-- EXERCISE INSTRUCTIONS --
From the records below, print exactly the lines starting at the one containing "#[derive(Clone)]" and ending at the one containing "increment_session_errors(method);", ends included, and nothing else.

=====

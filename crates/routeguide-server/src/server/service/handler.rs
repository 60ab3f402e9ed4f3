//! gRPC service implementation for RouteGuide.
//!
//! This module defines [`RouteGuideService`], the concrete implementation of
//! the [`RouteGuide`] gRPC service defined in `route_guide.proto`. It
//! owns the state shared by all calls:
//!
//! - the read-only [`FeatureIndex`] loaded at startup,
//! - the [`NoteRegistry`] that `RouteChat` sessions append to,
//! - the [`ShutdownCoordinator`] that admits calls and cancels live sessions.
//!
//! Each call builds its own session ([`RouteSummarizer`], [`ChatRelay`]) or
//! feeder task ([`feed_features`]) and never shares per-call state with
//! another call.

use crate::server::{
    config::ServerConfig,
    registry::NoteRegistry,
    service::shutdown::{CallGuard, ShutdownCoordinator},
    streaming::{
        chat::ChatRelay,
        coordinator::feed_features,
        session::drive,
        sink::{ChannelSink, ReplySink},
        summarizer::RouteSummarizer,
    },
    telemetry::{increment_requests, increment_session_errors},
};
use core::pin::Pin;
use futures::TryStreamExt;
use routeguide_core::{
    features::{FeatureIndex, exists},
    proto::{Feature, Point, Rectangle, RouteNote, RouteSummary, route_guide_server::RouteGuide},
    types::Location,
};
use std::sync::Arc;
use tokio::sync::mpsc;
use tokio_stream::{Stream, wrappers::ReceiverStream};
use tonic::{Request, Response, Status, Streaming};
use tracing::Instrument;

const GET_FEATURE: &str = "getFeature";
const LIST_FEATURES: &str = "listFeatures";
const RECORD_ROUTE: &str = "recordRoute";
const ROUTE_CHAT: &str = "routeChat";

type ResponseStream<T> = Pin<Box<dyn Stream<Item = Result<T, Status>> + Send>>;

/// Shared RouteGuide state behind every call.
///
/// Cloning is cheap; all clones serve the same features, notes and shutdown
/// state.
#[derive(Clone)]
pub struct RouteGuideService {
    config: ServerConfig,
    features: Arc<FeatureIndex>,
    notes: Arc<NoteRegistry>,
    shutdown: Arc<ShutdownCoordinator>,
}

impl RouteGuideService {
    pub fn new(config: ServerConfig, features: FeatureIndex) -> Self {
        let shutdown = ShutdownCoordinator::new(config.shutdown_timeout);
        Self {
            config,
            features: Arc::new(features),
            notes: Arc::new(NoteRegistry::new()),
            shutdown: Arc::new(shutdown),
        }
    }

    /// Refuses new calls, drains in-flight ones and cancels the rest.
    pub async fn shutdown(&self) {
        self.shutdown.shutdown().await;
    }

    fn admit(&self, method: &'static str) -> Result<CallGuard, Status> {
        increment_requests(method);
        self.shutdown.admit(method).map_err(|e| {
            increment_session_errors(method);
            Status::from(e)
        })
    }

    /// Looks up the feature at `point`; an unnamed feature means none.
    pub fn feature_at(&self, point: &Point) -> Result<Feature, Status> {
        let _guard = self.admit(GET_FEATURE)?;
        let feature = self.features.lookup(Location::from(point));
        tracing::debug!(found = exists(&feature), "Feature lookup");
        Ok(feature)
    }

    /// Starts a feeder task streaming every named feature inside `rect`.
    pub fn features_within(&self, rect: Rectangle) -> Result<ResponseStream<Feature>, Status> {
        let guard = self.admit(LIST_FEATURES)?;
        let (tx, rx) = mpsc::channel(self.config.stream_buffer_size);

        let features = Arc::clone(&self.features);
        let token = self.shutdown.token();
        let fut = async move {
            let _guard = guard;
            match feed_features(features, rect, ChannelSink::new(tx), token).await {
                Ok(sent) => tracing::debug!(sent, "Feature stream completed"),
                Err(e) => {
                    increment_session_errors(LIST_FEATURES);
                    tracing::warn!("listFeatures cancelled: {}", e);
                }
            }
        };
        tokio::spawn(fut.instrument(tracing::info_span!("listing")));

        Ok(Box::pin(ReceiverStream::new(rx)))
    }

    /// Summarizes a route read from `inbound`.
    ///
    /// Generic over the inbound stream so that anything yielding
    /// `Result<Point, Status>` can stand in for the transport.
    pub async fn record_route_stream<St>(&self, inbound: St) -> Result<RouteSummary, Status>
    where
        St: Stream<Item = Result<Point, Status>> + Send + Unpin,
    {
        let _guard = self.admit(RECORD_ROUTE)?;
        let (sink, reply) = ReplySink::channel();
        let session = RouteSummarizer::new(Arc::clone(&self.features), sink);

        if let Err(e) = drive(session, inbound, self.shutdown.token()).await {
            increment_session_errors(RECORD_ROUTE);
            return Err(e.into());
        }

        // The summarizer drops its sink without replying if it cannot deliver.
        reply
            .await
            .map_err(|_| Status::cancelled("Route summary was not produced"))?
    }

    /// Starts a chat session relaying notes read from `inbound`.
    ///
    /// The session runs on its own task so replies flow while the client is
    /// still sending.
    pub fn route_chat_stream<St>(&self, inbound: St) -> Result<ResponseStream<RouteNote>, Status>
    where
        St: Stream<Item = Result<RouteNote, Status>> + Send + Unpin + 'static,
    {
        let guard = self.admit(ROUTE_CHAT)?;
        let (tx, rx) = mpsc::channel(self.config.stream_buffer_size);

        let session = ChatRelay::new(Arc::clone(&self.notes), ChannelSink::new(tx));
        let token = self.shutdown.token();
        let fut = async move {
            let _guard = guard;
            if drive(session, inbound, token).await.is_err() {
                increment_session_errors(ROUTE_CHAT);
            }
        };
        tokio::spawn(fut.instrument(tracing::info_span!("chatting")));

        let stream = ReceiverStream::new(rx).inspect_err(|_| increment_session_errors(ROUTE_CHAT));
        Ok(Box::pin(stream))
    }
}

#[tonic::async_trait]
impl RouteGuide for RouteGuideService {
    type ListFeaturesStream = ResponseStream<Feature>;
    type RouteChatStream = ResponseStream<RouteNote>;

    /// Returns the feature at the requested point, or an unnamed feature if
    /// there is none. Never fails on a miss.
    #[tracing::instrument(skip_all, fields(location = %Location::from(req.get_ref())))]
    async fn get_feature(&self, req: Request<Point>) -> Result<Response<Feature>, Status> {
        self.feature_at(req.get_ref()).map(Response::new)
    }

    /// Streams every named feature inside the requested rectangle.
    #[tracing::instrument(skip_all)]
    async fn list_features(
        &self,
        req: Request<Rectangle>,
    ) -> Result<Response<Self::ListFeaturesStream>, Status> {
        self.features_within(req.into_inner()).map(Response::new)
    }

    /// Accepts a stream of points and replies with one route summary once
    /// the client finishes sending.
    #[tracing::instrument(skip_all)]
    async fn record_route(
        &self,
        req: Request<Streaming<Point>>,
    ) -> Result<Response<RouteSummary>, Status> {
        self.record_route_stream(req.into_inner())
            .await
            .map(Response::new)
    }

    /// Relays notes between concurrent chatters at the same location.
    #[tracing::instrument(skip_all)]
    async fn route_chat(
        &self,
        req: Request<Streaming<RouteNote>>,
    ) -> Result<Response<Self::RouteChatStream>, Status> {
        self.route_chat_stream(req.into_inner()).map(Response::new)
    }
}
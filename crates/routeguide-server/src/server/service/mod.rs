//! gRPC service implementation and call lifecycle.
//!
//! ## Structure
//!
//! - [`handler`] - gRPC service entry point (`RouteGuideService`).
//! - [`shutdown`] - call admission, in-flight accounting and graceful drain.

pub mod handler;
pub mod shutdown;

=====

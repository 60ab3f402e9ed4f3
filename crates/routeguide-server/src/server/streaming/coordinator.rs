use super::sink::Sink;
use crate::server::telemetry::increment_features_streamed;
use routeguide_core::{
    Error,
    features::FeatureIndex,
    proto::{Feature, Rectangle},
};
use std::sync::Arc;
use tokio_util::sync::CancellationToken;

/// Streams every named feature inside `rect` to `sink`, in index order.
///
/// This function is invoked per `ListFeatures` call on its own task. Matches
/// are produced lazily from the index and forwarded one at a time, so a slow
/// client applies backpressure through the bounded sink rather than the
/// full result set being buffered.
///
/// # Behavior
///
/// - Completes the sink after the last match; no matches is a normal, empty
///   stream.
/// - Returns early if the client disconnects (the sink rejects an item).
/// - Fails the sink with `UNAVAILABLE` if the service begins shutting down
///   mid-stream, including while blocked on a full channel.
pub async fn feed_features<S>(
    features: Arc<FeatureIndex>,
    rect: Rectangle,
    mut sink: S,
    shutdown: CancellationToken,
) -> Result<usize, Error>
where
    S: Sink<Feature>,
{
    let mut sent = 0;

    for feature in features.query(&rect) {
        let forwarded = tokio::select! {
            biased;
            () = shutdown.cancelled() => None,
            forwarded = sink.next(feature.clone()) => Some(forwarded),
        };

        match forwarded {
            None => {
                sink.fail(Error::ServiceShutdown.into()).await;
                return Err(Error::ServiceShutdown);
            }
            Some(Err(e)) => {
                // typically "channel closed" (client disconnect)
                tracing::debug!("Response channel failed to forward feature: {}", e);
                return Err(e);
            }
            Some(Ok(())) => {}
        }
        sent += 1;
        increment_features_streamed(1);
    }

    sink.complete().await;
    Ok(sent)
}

=====

-- TASK ANSWER --
#[derive(Clone)]
pub struct RouteGuideService {
    config: ServerConfig,
    features: Arc<FeatureIndex>,
    notes: Arc<NoteRegistry>,
    shutdown: Arc<ShutdownCoordinator>,
}

impl RouteGuideService {
    pub fn new(config: ServerConfig, features: FeatureIndex) -> Self {
        let shutdown = ShutdownCoordinator::new(config.shutdown_timeout);
        Self {
            config,
            features: Arc::new(features),
            notes: Arc::new(NoteRegistry::new()),
            shutdown: Arc::new(shutdown),
        }
    }

    /// Refuses new calls, drains in-flight ones and cancels the rest.
    pub async fn shutdown(&self) {
        self.shutdown.shutdown().await;
    }

    fn admit(&self, method: &'static str) -> Result<CallGuard, Status> {
        increment_requests(method);
        self.shutdown.admit(method).map_err(|e| {
            increment_session_errors(method);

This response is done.